### Importing required modules

In [1]:
# Import requests
import requests

# Import BeautifulSoup
from bs4 import BeautifulSoup

# Import NLTK module
import nltk

# Import word_tokenize 
from nltk.tokenize import word_tokenize

# Import POS tagger
from nltk.tag import pos_tag

### Obtaining text from a website

In [3]:
# send a request to the website
page = requests.get("https://en.wikipedia.org/wiki/Natural_Language_Toolkit")

# Use BeautifulSoup to parse HTML using html5 protocol. It is slower
# but more efficient 
page_content = BeautifulSoup(page.text, "html5lib")

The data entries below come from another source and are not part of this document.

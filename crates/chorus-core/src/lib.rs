//! # Chorus Core
//!
//! The backend-facing contract of the Chorus bot core.
//!
//! This crate defines everything a chat backend needs to plug into the
//! dispatch engine, and nothing about how messages are routed:
//!
//! - **Backends**: the [`Backend`] trait, the closed [`BackendKind`] set and the
//!   [`BackendSink`] through which events enter the runtime
//! - **Events**: normalized [`InboundMessage`]s and [`BackendEvent`]s
//! - **Entities**: [`Channel`], [`User`] and [`Guild`] handles tagged by backend
//! - **Output**: the [`Output`] builder, [`PlainText`] escaping and the
//!   rendered [`Reply`]
//! - **Command registries**: push-style command publication via
//!   [`CommandRegistry`]
//!
//! ```text
//! ┌──────────────┐     ┌──────────────┐     ┌────────────┐     ┌──────────┐
//! │ IRC backend  │────▶│              │     │            │────▶│ Listener │
//! └──────────────┘     │ BackendSink  │────▶│ Dispatcher │────▶│ Listener │
//! ┌──────────────┐     │   (queue)    │     │            │────▶│ Listener │
//! │ Discord      │────▶│              │     └────────────┘     └──────────┘
//! └──────────────┘     └──────────────┘
//! ```

pub mod backend;
pub mod entity;
pub mod error;
pub mod event;
pub mod output;

pub use backend::{
    Backend, BackendKind, BackendSink, BoxedBackend, CommandArgument, CommandListing,
    CommandRegistry, Envelope,
};
pub use entity::{
    Channel, DiscordChannelId, Guild, PREFIX_GUILD_CHANNEL, PREFIX_PRIVATE_CHANNEL, User,
};
pub use error::{BackendError, BackendResult};
pub use event::{BackendEvent, InboundMessage, RawHandle};
pub use output::{ChannelSink, Color, Field, Output, PlainText, Reply, ReplySink, TextFormat, escape};

/// Prelude for common imports.
pub mod prelude {
    pub use super::backend::{Backend, BackendKind, BackendSink, BoxedBackend};
    pub use super::entity::{Channel, Guild, User};
    pub use super::event::{BackendEvent, InboundMessage};
    pub use super::output::{Color, Output, TextFormat};
}
//! Fixtures shared by the framework's unit tests.

use std::any::Any;
use std::collections::{BTreeMap, HashMap, HashSet};
use std::sync::Arc;
use std::sync::atomic::{AtomicUsize, Ordering};
use std::time::Duration;

use async_trait::async_trait;
use parking_lot::Mutex;
use serde::Deserialize;
use serde_json::Value;

use chorus_core::{
    Backend, BackendError, BackendKind, BackendResult, BackendSink, BoxedBackend, Channel,
    CommandListing, CommandRegistry, InboundMessage, Reply, User,
};

use super::{LoadContext, Listener, PluginRegistry};
use crate::error::{InitError, ListenerError, ListenerResult, ShutdownError};
use crate::invocation::{Invocation, ListenerMessage};
use crate::resolver::ListenerRef;
use crate::scope::{AliasSet, CasePolicy, ScopeConfig, ScopeContext, ScopeTree};

// =============================================================================
// Echo plugin
// =============================================================================

#[derive(Debug, Clone, Default, Deserialize)]
#[serde(default, deny_unknown_fields)]
pub(crate) struct EchoConfig {
    pub reply: Option<String>,
    pub passive: bool,
    pub fail: bool,
    pub panic: bool,
    pub panic_help: bool,
    pub fail_init: bool,
    pub resolve_on_init: bool,
    pub help: Option<String>,
    pub wait_cancel: bool,
    pub delay_ms: u64,
}

/// What echo listeners observed.
#[derive(Debug, Default)]
pub(crate) struct Probe {
    /// (listener, alias, args)
    pub commands: Mutex<Vec<(String, String, String)>>,
    /// (listener, was_command)
    pub messages: Mutex<Vec<(String, bool)>>,
    pub inits: Mutex<Vec<String>>,
    pub stops: Mutex<Vec<String>>,
    pub cancelled: AtomicUsize,
    pub help_calls: AtomicUsize,
}

impl Probe {
    pub fn commands(&self) -> Vec<(String, String, String)> {
        self.commands.lock().clone()
    }

    pub fn messages(&self) -> Vec<(String, bool)> {
        self.messages.lock().clone()
    }
}

pub(crate) struct Echo {
    config: EchoConfig,
    probe: Arc<Probe>,
    name: Mutex<Option<String>>,
}

#[async_trait]
impl Listener for Echo {
    fn default_aliases(&self) -> AliasSet {
        AliasSet::of(["echo"])
    }

    fn passive(&self) -> bool {
        self.config.passive
    }

    async fn init(&self, ctx: &LoadContext) -> Result<(), InitError> {
        if self.config.fail_init {
            return Err(InitError::new("init refused"));
        }
        if self.config.resolve_on_init {
            ctx.resolver()
                .resolve(&ScopeContext::network("libera").with_channel("#x"));
        }
        self.probe.inits.lock().push(ctx.name().to_string());
        *self.name.lock() = Some(ctx.name().to_string());
        Ok(())
    }

    async fn on_command(&self, inv: Invocation) -> ListenerResult<()> {
        self.probe.commands.lock().push((
            inv.listener().name().to_string(),
            inv.alias().to_string(),
            inv.args().to_string(),
        ));
        if self.config.delay_ms > 0 {
            tokio::time::sleep(Duration::from_millis(self.config.delay_ms)).await;
        }
        if self.config.fail {
            return Err(ListenerError::new("echo failed"));
        }
        if self.config.panic {
            panic!("echo panicked");
        }
        if self.config.wait_cancel {
            inv.cancellation().cancelled().await;
            self.probe.cancelled.fetch_add(1, Ordering::SeqCst);
            return Ok(());
        }
        let text = self.config.reply.clone().unwrap_or_else(|| inv.args().to_string());
        let mut out = inv.reply();
        out.plain().append(&text);
        out.send();
        Ok(())
    }

    async fn on_message(&self, msg: ListenerMessage, was_command: bool) -> ListenerResult<()> {
        self.probe
            .messages
            .lock()
            .push((msg.listener().name().to_string(), was_command));
        if self.config.fail {
            return Err(ListenerError::new("echo failed"));
        }
        Ok(())
    }

    async fn help(&self, _ctx: &ScopeContext, _listener: &ListenerRef) -> Option<String> {
        self.probe.help_calls.fetch_add(1, Ordering::SeqCst);
        if self.config.panic_help {
            panic!("echo help panicked");
        }
        self.config.help.clone()
    }

    async fn stop(&self) -> Result<(), ShutdownError> {
        let name = self.name.lock().clone().unwrap_or_default();
        self.probe.stops.lock().push(name);
        Ok(())
    }
}

pub(crate) fn registry() -> PluginRegistry {
    registry_with(Arc::new(Probe::default()))
}

pub(crate) fn registry_with(probe: Arc<Probe>) -> PluginRegistry {
    let mut registry = PluginRegistry::with_builtins();
    registry.register_config("echo", move |config: EchoConfig| Echo {
        config,
        probe: Arc::clone(&probe),
        name: Mutex::new(None),
    });
    registry
}

pub(crate) fn scope(json: Value) -> ScopeConfig {
    serde_json::from_value(json).expect("valid scope config")
}

pub(crate) fn load(json: Value) -> ScopeTree {
    load_with(json, Arc::new(Probe::default()))
}

pub(crate) fn load_with(json: Value, probe: Arc<Probe>) -> ScopeTree {
    ScopeTree::load(&scope(json), &registry_with(probe), CasePolicy::Insensitive)
        .expect("valid scope tree")
}

/// A message from alice in #x on libera.
pub(crate) fn message(text: &str) -> InboundMessage {
    InboundMessage::new(
        "libera",
        None,
        Channel::irc("#x"),
        User::irc("alice", None),
        text,
    )
}

// =============================================================================
// Mock backend
// =============================================================================

pub(crate) struct MockBackend {
    pub network: String,
    pub kind: BackendKind,
    pub sent: Mutex<Vec<(String, Reply)>>,
    pub registry: Option<Arc<MockRegistry>>,
}

impl MockBackend {
    pub fn irc(network: &str) -> Arc<Self> {
        Arc::new(Self {
            network: network.to_string(),
            kind: BackendKind::Irc,
            sent: Mutex::new(Vec::new()),
            registry: None,
        })
    }

    pub fn discord(network: &str, registry: Arc<MockRegistry>) -> Arc<Self> {
        Arc::new(Self {
            network: network.to_string(),
            kind: BackendKind::Discord,
            sent: Mutex::new(Vec::new()),
            registry: Some(registry),
        })
    }

    pub fn boxed(self: &Arc<Self>) -> BoxedBackend {
        Arc::clone(self) as BoxedBackend
    }

    /// Plain renderings of every delivered reply.
    pub fn sent_text(&self) -> Vec<String> {
        self.sent
            .lock()
            .iter()
            .map(|(_, reply)| reply.render_plain(self.kind))
            .collect()
    }
}

#[async_trait]
impl Backend for MockBackend {
    fn network(&self) -> &str {
        &self.network
    }

    fn kind(&self) -> BackendKind {
        self.kind
    }

    async fn start(self: Arc<Self>, _sink: BackendSink) -> BackendResult<()> {
        Ok(())
    }

    fn deliver(&self, channel: &str, reply: Reply) {
        self.sent.lock().push((channel.to_string(), reply));
    }

    async fn channel(&self, identifier: &str) -> Option<Channel> {
        Some(Channel::irc(identifier))
    }

    async fn user(&self, id: &str) -> Option<User> {
        Some(User::irc(id, None))
    }

    fn command_registry(&self) -> Option<Arc<dyn CommandRegistry>> {
        self.registry
            .as_ref()
            .map(|r| Arc::clone(r) as Arc<dyn CommandRegistry>)
    }

    fn as_any(self: Arc<Self>) -> Arc<dyn Any + Send + Sync> {
        self
    }
}

/// An in-memory command registry with per-target failure injection.
#[derive(Debug, Default)]
pub(crate) struct MockRegistry {
    pub targets: Mutex<Vec<String>>,
    pub listings: Mutex<HashMap<String, BTreeMap<String, CommandListing>>>,
    pub upserts: AtomicUsize,
    pub deletes: AtomicUsize,
    pub failing: Mutex<HashSet<String>>,
    pub unreachable: Mutex<bool>,
    /// Delay applied to every push.
    pub latency: Mutex<Duration>,
}

impl MockRegistry {
    pub fn with_targets(targets: &[&str]) -> Arc<Self> {
        let registry = Self::default();
        *registry.targets.lock() = targets.iter().map(|t| t.to_string()).collect();
        Arc::new(registry)
    }

    pub fn names(&self, target: &str) -> Vec<String> {
        self.listings
            .lock()
            .get(target)
            .map(|l| l.keys().cloned().collect())
            .unwrap_or_default()
    }

    pub fn calls(&self) -> usize {
        self.upserts.load(Ordering::SeqCst) + self.deletes.load(Ordering::SeqCst)
    }

    fn check(&self, target: &str) -> BackendResult<()> {
        if self.failing.lock().contains(target) {
            return Err(BackendError::Api(format!("target {target} rejected the request")));
        }
        Ok(())
    }
}

#[async_trait]
impl CommandRegistry for MockRegistry {
    async fn targets(&self) -> BackendResult<Vec<String>> {
        if *self.unreachable.lock() {
            return Err(BackendError::NotConnected {
                network: "mock".to_string(),
            });
        }
        Ok(self.targets.lock().clone())
    }

    async fn upsert_command(&self, target: &str, command: &CommandListing) -> BackendResult<()> {
        let latency = *self.latency.lock();
        if !latency.is_zero() {
            tokio::time::sleep(latency).await;
        }
        self.upserts.fetch_add(1, Ordering::SeqCst);
        self.check(target)?;
        self.listings
            .lock()
            .entry(target.to_string())
            .or_default()
            .insert(command.name.clone(), command.clone());
        Ok(())
    }

    async fn delete_command(&self, target: &str, name: &str) -> BackendResult<()> {
        self.deletes.fetch_add(1, Ordering::SeqCst);
        self.check(target)?;
        if let Some(listings) = self.listings.lock().get_mut(target) {
            listings.remove(name);
        }
        Ok(())
    }
}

# Now we look for the paragraphs
textContent = []
for i in range(0, 3):
    paragraphs = page_content.find_all("p")[i].text
    textContent.append(paragraphs)

# Join the paragraphs together and replace the `\n` for empty strings
wiki_nltk = " ".join(textContent).replace("\n", "")

In [4]:
wiki_nltk

' The Natural Language Toolkit, or more commonly NLTK, is a suite of libraries and programs for symbolic and statistical natural language processing (NLP) for English written in the Python programming language. It was developed by Steven Bird and Edward Loper in the Department of Computer and Information Science at the University of Pennsylvania.[5] NLTK includes graphical demonstrations and sample data. It is accompanied by a book that explains the underlying concepts behind the language processing tasks supported by the toolkit,[6] plus a cookbook.[7] NLTK is intended to support research and teaching in NLP or closely related areas, including empirical linguistics, cognitive science, artificial intelligence, information retrieval, and machine learning.[8]NLTK has been used successfully as a teaching tool, as an individual study tool, and as a platform for prototyping and building research systems. There are 32 universities in the US and 25 countries using NLTK in their courses. NLTK 

### NTLK in action

NLTK is the most used platform when working with human language data in Python. It provides more than 50 corpora and lexical resources. It also has libraries to classify, tokenize, and tag texts, among other functions.
It is able to help us with our task of classifying words in verbs, nouns, adjectives. Together they are referred to as parts of speech. And the task of labeling them is called part-of-speech tagging, or POS-tagging.

Let's define a method that takes the text, tokenize it, label it and returns the tuples. Each tuple consists of a word and the tag with its part of speech.

In [7]:
def preprocess_text(text):
    """
    This function takes a text. Split it in tokens using word_tokenize. 
    And then tags them using pos_tag from NLTK module.
    It outputs a list of tuples. Each tuple consists of a word and the tag with its 
    part of speech.
    """
    # Get the tokens
    tokens = nltk.word_tokenize(text)
    # Tags the tokens
    tagging = nltk.pos_tag(tokens)
    # Returns the list of tuples
    return tagging

Now, we apply the method to the text.

In [9]:
# Split and label the text
label_text = preprocess_text(wiki_nltk)

And we print the first 20 tuples.

In [19]:
for i in range(0, 20, 5):
    print(label_text[i], label_text[i+1], label_text[i+2], label_text[i+3], label_text[i+4])

('The', 'DT') ('Natural', 'NNP') ('Language', 'NNP') ('Toolkit', 'NNP') (',', ',')
('or', 'CC') ('more', 'JJR') ('commonly', 'RB') ('NLTK', 'NNP') (',', ',')
('is', 'VBZ') ('a', 'DT') ('suite', 'NN') ('of', 'IN') ('libraries', 'NNS')
('and', 'CC') ('programs', 'NNS') ('for', 'IN') ('symbolic', 'JJ') ('and', 'CC')